スーパー・コート事件(大阪地判令和元・11・26労判ジャーナル96号82頁)

【事案の概要】

被告:有料老人ホーム等の経営を業とする株式会社

原告:平成29年11月2日に被告に入社し、看護師の業務に従事

被告は、平成29年11月30日に、原告を看護師業務から一時的に外し、ヘルパー業務に従事させることとし、同年12月16日付けで、他の施設で看護師としての業務を行ってもらう旨を伝えたが、原告がこれに従わなかったため、平成30年3月31日に雇止めした。

原告が配転命令・雇止めの無効・違法を主張して不法行為に基づく損害賠償請求をした。

 

【結論】

有効(勤務場所の限定なし、配転の業務上の必要性あり、不当な動機・目的なし、通常感受すべき程度を著しく超える不利益なし)

 

【裁判所の判断】

1、雇用契約書上の「勤務場所」との関係について

本件雇用契約に係る雇用契約書には、勤務場所として、本件施設が記載されていることが認められる。もっとも、

記雇用契約書には、「雇用条件は、本契約書に定めるもののほか就業規則に定めるところによる」と記載されている

就業規則には、業務上の必要がある場合は配置転換、就業の場所の変更を命ずることがある旨規定されている

原告は、平成29年9月29日の採用面接の際、P3施設長に対し、本件施設以外での勤務が困難であるとは申告しなかった

上記雇用契約書の記載が、就業当初の勤務場所の記載という意味を超えて、就業規則の規定を排して勤務場所を限定する趣旨のものであり、原告と被告との間で勤務場所を本件施設に限定する合意があったと認めることはできない。

 

2、業務上の必要性について

P3施設長及びP4マネージャーは、

①原告より年下かつ若年のP3施設長では原告に対する指導がしにくいが、P4マネージャー(配転先施設の施設長を兼務している。)は原告より年上であり指導がしやすい

本件施設の複数の職員が退職を申し出ており、このままでは本件施設の運営が成り立ち行かない事態になる、

配転先施設には、当時、正社員を含む看護師が8名程度在籍し、原告に対して看護師業務の直接的な指導ができると考えた

原告を配転先施設に配置転換させることとしたものであり、これらは企業の合理的運営に寄与するものであって、業務上の必要性がないとはいえない。
 なお、原告が主張するように、教育目的が仮に本件施設で実現可能であったとしても、より手厚い教育が可能な施設への配置転換という業務上の必要性を否定することはできない。
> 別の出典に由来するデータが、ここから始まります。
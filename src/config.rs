use std::fs;
use std::path::{Path, PathBuf};
use std::time::Duration;

use serde::Deserialize;
use tracing::warn;

use crate::book::FlipTimings;
use crate::error::{AppError, AppResult};

#[derive(Debug, Clone, Deserialize, PartialEq, Default)]
#[serde(default)]
pub struct Config {
    pub book: BookConfig,
    pub celebration: CelebrationConfig,
    pub render: RenderConfig,
    pub cache: CacheConfig,
    pub keymap: KeymapConfig,
    pub log: LogConfig,
}

/// Delays that pace the flip and overlay transitions.
#[derive(Debug, Clone, Deserialize, PartialEq, Eq)]
#[serde(default)]
pub struct BookConfig {
    pub flip_transition_ms: u64,
    pub celebration_fade_in_ms: u64,
    pub celebration_fade_out_ms: u64,
    pub content_fit_delay_ms: u64,
    pub response_fade_in_ms: u64,
}

impl Default for BookConfig {
    fn default() -> Self {
        Self {
            flip_transition_ms: 500,
            celebration_fade_in_ms: 10,
            celebration_fade_out_ms: 500,
            content_fit_delay_ms: 50,
            response_fade_in_ms: 500,
        }
    }
}

#[derive(Debug, Clone, Deserialize, PartialEq, Eq)]
#[serde(default)]
pub struct CelebrationConfig {
    pub confetti_count: usize,
}

impl Default for CelebrationConfig {
    fn default() -> Self {
        Self {
            confetti_count: crate::book::DEFAULT_BURST_SIZE,
        }
    }
}

#[derive(Debug, Clone, Deserialize, PartialEq)]
#[serde(default)]
pub struct RenderConfig {
    pub tick_ms: u64,
    pub input_poll_timeout_ms: u64,
    pub photo_worker_threads: usize,
    /// Cell size used to map terminal cells onto page pixels when the
    /// terminal does not report one.
    pub cell_px: (u16, u16),
}

impl Default for RenderConfig {
    fn default() -> Self {
        Self {
            tick_ms: 33,
            input_poll_timeout_ms: 250,
            photo_worker_threads: 2,
            cell_px: (10, 20),
        }
    }
}

#[derive(Debug, Clone, Deserialize, PartialEq, Eq)]
#[serde(default)]
pub struct CacheConfig {
    pub photo_memory_budget_mb: usize,
    pub photo_max_entries: usize,
}

impl Default for CacheConfig {
    fn default() -> Self {
        Self {
            photo_memory_budget_mb: 64,
            photo_max_entries: 24,
        }
    }
}

impl CacheConfig {
    const MEBIBYTE: usize = 1024 * 1024;

    pub fn photo_memory_budget_bytes(&self) -> usize {
        self.photo_memory_budget_mb
            .saturating_mul(Self::MEBIBYTE)
            .max(1)
    }
}

#[derive(Debug, Clone, Deserialize, PartialEq, Eq)]
#[serde(default)]
pub struct KeymapConfig {
    pub preset: String,
}

impl Default for KeymapConfig {
    fn default() -> Self {
        Self {
            preset: "default".to_string(),
        }
    }
}

#[derive(Debug, Clone, Deserialize, PartialEq, Eq)]
#[serde(default)]
pub struct LogConfig {
    /// Log file. Nothing is logged when unset; the terminal belongs to the UI.
    pub file: Option<PathBuf>,
    pub filter: String,
}

impl Default for LogConfig {
    fn default() -> Self {
        Self {
            file: None,
            filter: "info".to_string(),
        }
    }
}

impl Config {
    pub fn load() -> AppResult<Self> {
        let Some(path) = default_config_path() else {
            return Ok(Self::default());
        };
        Self::load_from_path(path)
    }

    pub fn load_from_path(path: impl AsRef<Path>) -> AppResult<Self> {
        let path = path.as_ref();
        if !path.exists() {
            return Ok(Self::default());
        }
        if !path.is_file() {
            return Err(AppError::invalid_argument(format!(
                "config path is not a regular file: {}",
                path.display()
            )));
        }

        let raw = fs::read_to_string(path).map_err(|source| {
            AppError::io_with_context(source, format!("failed to read config: {}", path.display()))
        })?;
        let parsed = toml::from_str::<Self>(&raw).map_err(|source| {
            AppError::invalid_argument(format!(
                "failed to parse config {}: {source}",
                path.display()
            ))
        })?;
        Ok(parsed.sanitized())
    }

    pub fn flip_timings(&self) -> FlipTimings {
        FlipTimings {
            flip_transition: Duration::from_millis(self.book.flip_transition_ms),
            celebration_fade_in: Duration::from_millis(self.book.celebration_fade_in_ms),
            celebration_fade_out: Duration::from_millis(self.book.celebration_fade_out_ms),
            content_fit_delay: Duration::from_millis(self.book.content_fit_delay_ms),
            response_fade_in: Duration::from_millis(self.book.response_fade_in_ms),
            confetti_count: self.celebration.confetti_count,
        }
    }

    fn sanitized(mut self) -> Self {
        self.render.tick_ms = self.render.tick_ms.max(1);
        self.render.input_poll_timeout_ms = self.render.input_poll_timeout_ms.max(1);
        self.render.photo_worker_threads = self.render.photo_worker_threads.max(1);
        if self.render.cell_px.0 == 0 || self.render.cell_px.1 == 0 {
            warn!(cell_px = ?self.render.cell_px, "ignoring zero cell size");
            self.render.cell_px = RenderConfig::default().cell_px;
        }
        self.cache.photo_max_entries = self.cache.photo_max_entries.max(1);
        self.celebration.confetti_count = self.celebration.confetti_count.min(1000);
        if self.log.filter.trim().is_empty() {
            self.log.filter = LogConfig::default().filter;
        }
        self
    }
}

pub fn default_config_path() -> Option<PathBuf> {
    if let Some(explicit) = std::env::var_os("SBK_CONFIG_PATH")
        && !explicit.is_empty()
    {
        return Some(PathBuf::from(explicit));
    }

    if let Some(xdg) = std::env::var_os("XDG_CONFIG_HOME")
        && !xdg.is_empty()
    {
        return Some(PathBuf::from(xdg).join("sbk").join("config.toml"));
    }
    if let Some(home) = std::env::var_os("HOME")
        && !home.is_empty()
    {
        return Some(
            PathBuf::from(home)
                .join(".config")
                .join("sbk")
                .join("config.toml"),
        );
    }
    if let Some(appdata) = std::env::var_os("APPDATA")
        && !appdata.is_empty()
    {
        return Some(PathBuf::from(appdata).join("sbk").join("config.toml"));
    }
    None
}

#[cfg(test)]
mod tests {
    use std::fs;
    use std::path::PathBuf;
    use std::process;
    use std::time::{Duration, SystemTime, UNIX_EPOCH};

    use super::Config;

    fn unique_temp_path(suffix: &str) -> PathBuf {
        let nanos = SystemTime::now()
            .duration_since(UNIX_EPOCH)
            .expect("clock should be after unix epoch")
            .as_nanos();
        let mut path = std::env::temp_dir();
        path.push(format!("sbk_config_{suffix}_{}_{}", process::id(), nanos));
        path
    }

    #[test]
    fn load_from_path_returns_defaults_for_missing_file() {
        let missing = unique_temp_path("missing.toml");
        let config = Config::load_from_path(&missing).expect("missing config should fallback");
        assert_eq!(config, Config::default());
    }

    #[test]
    fn load_from_path_applies_partial_overrides_and_sanitizes() {
        let path = unique_temp_path("custom.toml");
        fs::write(
            &path,
            r#"
            [book]
            flip_transition_ms = 650

            [render]
            tick_ms = 0
            input_poll_timeout_ms = 0
            photo_worker_threads = 0
            cell_px = [0, 18]

            [cache]
            photo_max_entries = 0

            [log]
            filter = "  "
            "#,
        )
        .expect("config file should be written");

        let config = Config::load_from_path(&path).expect("config should parse");
        assert_eq!(config.book.flip_transition_ms, 650);
        assert_eq!(config.book.celebration_fade_in_ms, 10);
        assert_eq!(config.render.tick_ms, 1);
        assert_eq!(config.render.input_poll_timeout_ms, 1);
        assert_eq!(config.render.photo_worker_threads, 1);
        assert_eq!(config.render.cell_px, (10, 20));
        assert_eq!(config.cache.photo_max_entries, 1);
        assert_eq!(config.cache.photo_memory_budget_mb, 64);
        assert_eq!(config.log.filter, "info");
        assert_eq!(config.log.file, None);

        fs::remove_file(&path).expect("config file should be removed");
    }

    #[test]
    fn flip_timings_follow_book_section() {
        let mut config = Config::default();
        config.book.flip_transition_ms = 700;
        config.celebration.confetti_count = 12;

        let timings = config.flip_timings();
        assert_eq!(timings.flip_transition, Duration::from_millis(700));
        assert_eq!(timings.content_fit_delay, Duration::from_millis(50));
        assert_eq!(timings.confetti_count, 12);
        assert_eq!(Config::default().flip_timings(), Default::default());
    }

    #[test]
    fn directory_path_is_rejected() {
        let dir = std::env::temp_dir();
        assert!(Config::load_from_path(dir).is_err());
    }
}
また、被告が、原告と一緒に働けないという他の職員の主張を考慮したとしても、配置転換が原告への教育目的にも資することを踏まえると、原告1人の配置転換と複数名の配置転換とを比較考量し、前者を選択したことをもって業務上の必要性が否定されることにはならない。

 

3、不当な動機・目的について

原告が、従前から被告による本件配置転換に従わない意向を明らかにしていたことを踏まえると、原告が指摘する被告の対応は、原告の行動を予測したものというにすぎない

不当な動機・目的が看取できるとはいえない。

 

4、通常甘受すべき程度を著しく超える不利益について

原告は、P6医師作成の平成29年12月22日付け診断書(本件診断書)を根拠に、原告は配転先施設において就業できない旨主張する。
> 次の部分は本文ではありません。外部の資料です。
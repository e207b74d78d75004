use crossterm::event::{KeyCode, KeyEvent, KeyModifiers};

use crate::app::Mode;
use crate::command::Command;

#[derive(Debug, Clone, Copy, PartialEq, Eq)]
pub enum KeymapPreset {
    Default,
    Emacs,
}

impl KeymapPreset {
    pub fn parse(value: &str) -> Self {
        match value {
            "default" => Self::Default,
            "emacs" => Self::Emacs,
            _ => Self::Default,
        }
    }
}

pub fn map_key_to_command(key: KeyEvent, mode: Mode) -> Option<Command> {
    map_key_to_command_with_preset(key, mode, KeymapPreset::Default)
}

pub fn map_key_to_command_with_preset(
    key: KeyEvent,
    mode: Mode,
    preset: KeymapPreset,
) -> Option<Command> {
    match mode {
        Mode::Reading => match preset {
            KeymapPreset::Default => map_reading_key_default(key),
            KeymapPreset::Emacs => map_reading_key_emacs(key),
        },
        Mode::Locked => map_locked_key(key),
    }
}

fn map_reading_key_default(key: KeyEvent) -> Option<Command> {
    if key.modifiers.contains(KeyModifiers::CONTROL) {
        return match key.code {
            KeyCode::Char('o') => Some(Command::HistoryBack),
            KeyCode::Char('i') => Some(Command::HistoryForward),
            KeyCode::Char('c') => Some(Command::Quit),
            _ => None,
        };
    }
    if key.modifiers.contains(KeyModifiers::ALT) {
        return match key.code {
            KeyCode::Left => Some(Command::HistoryBack),
            KeyCode::Right => Some(Command::HistoryForward),
            _ => None,
        };
    }

    match key.code {
        KeyCode::Char('l') | KeyCode::Char(' ') | KeyCode::Right | KeyCode::PageDown => {
            Some(Command::NextPage)
        }
        KeyCode::Char('h') | KeyCode::Left | KeyCode::PageUp | KeyCode::Backspace => {
            Some(Command::PrevPage)
        }
        // Terminals send Ctrl-I as Tab.
        KeyCode::Tab => Some(Command::HistoryForward),
        KeyCode::Char('y') => Some(Command::Accept),
        KeyCode::Char('n') => Some(Command::Decline),
        KeyCode::Char('d') => Some(Command::DebugStatusToggle),
        KeyCode::Char('q') | KeyCode::Esc => Some(Command::Quit),
        _ => None,
    }
}

fn map_reading_key_emacs(key: KeyEvent) -> Option<Command> {
    if key.modifiers.contains(KeyModifiers::ALT) {
        return match key.code {
            KeyCode::Char('v') => Some(Command::PrevPage),
            KeyCode::Char('<') => Some(Command::HistoryBack),
            KeyCode::Char('>') => Some(Command::HistoryForward),
            _ => None,
        };
    }

    if key.modifiers.contains(KeyModifiers::CONTROL) {
        return match key.code {
            KeyCode::Char('n') | KeyCode::Char('f') | KeyCode::Char('v') => {
                Some(Command::NextPage)
            }
            KeyCode::Char('p') | KeyCode::Char('b') => Some(Command::PrevPage),
            KeyCode::Char('o') => Some(Command::HistoryBack),
            KeyCode::Char('i') => Some(Command::HistoryForward),
            KeyCode::Char('q') | KeyCode::Char('c') => Some(Command::Quit),
            _ => None,
        };
    }

    map_reading_key_default(key)
}

fn map_locked_key(key: KeyEvent) -> Option<Command> {
    match key.code {
        KeyCode::Char('c') if key.modifiers.contains(KeyModifiers::CONTROL) => {
            Some(Command::Quit)
        }
        KeyCode::Char('q') | KeyCode::Esc => Some(Command::Quit),
        KeyCode::Char('d') => Some(Command::DebugStatusToggle),
        _ => None,
    }
}
use crossterm::event::KeyEvent;
use tracing::{debug, info};

use crate::command::Command;
use crate::error::AppResult;
use crate::event::AppEvent;
use crate::input::keymap::{KeymapPreset, map_key_to_command_with_preset};

use super::core::App;
use super::terminal_session::TerminalSurface;
use super::view_ops::hit_test;

impl App {
    pub(crate) fn command_for_key(&self, key: KeyEvent) -> Option<Command> {
        let preset = KeymapPreset::parse(&self.config.keymap.preset);
        map_key_to_command_with_preset(key, self.state.mode, preset)
    }

    /// Resolves a left click against the geometry the next frame will show.
    pub(crate) fn command_for_click(
        &mut self,
        session: &impl TerminalSurface,
        column: u16,
        row: u16,
    ) -> AppResult<Option<Command>> {
        let plan = self.plan_frame(session)?;
        let Some(geometry) = plan.geometry else {
            return Ok(None);
        };
        let command = hit_test(&geometry, &self.diary, column, row);
        debug!(column, row, ?command, "click resolved");
        Ok(command)
    }

    /// Bus events only feed the log; state already changed in dispatch.
    pub(crate) fn handle_app_event(&self, event: &AppEvent) {
        match event {
            AppEvent::PageChanged { from, to, reason } => {
                let url = self.book.as_ref().map_or("", |book| book.current_url());
                debug!(from, to, ?reason, url, "page changed");
            }
            AppEvent::CelebrationChanged { active } => {
                info!(active, "celebration changed");
            }
            AppEvent::ModeChanged { from, to } => {
                debug!(?from, ?to, "mode changed");
            }
            AppEvent::CommandExecuted { id, outcome } => {
                debug!(action = id.as_str(), ?outcome, "command executed");
            }
        }
    }
}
①本件診断書には、「長時間の歩行は困難であると考えます。」と記載されているが、何分あるいは何時間をもって「長時間」というのかは明らかではない

②また、「本人申告により車・バイクの運転については片道3~5km・30分以内は可能とのことです」との記載もあるが、平成30年1月16日の面談におけるP6医師の説明を併せ鑑みても、原告がそのように申告しているという限りの記載であって、医師としての医学的知見を踏まえた判断が記載されたものとは認め難い
原告の自宅から、本件施設までのバイクによる所要時間は約15分であり、配転先施設までバイクによる所要時間は約22分であると認められること、原告の自宅から本件施設までの距離は約7.5kmであるが、運転に従事する時間ではなく距離の長さが「筋痙縮」に影響するとは考えにくいこと(本件診断書にも、「長時間では筋痙縮を生じるためです。」とされているのみであって、運転距離自体と筋痙縮との関係については記載されていない。)、

→原告が、配転先施設に出勤して就業できない、あるいは本件配転命令に従うことによって通常甘受すべき程度を著しく超える不利益を被るとは認められない。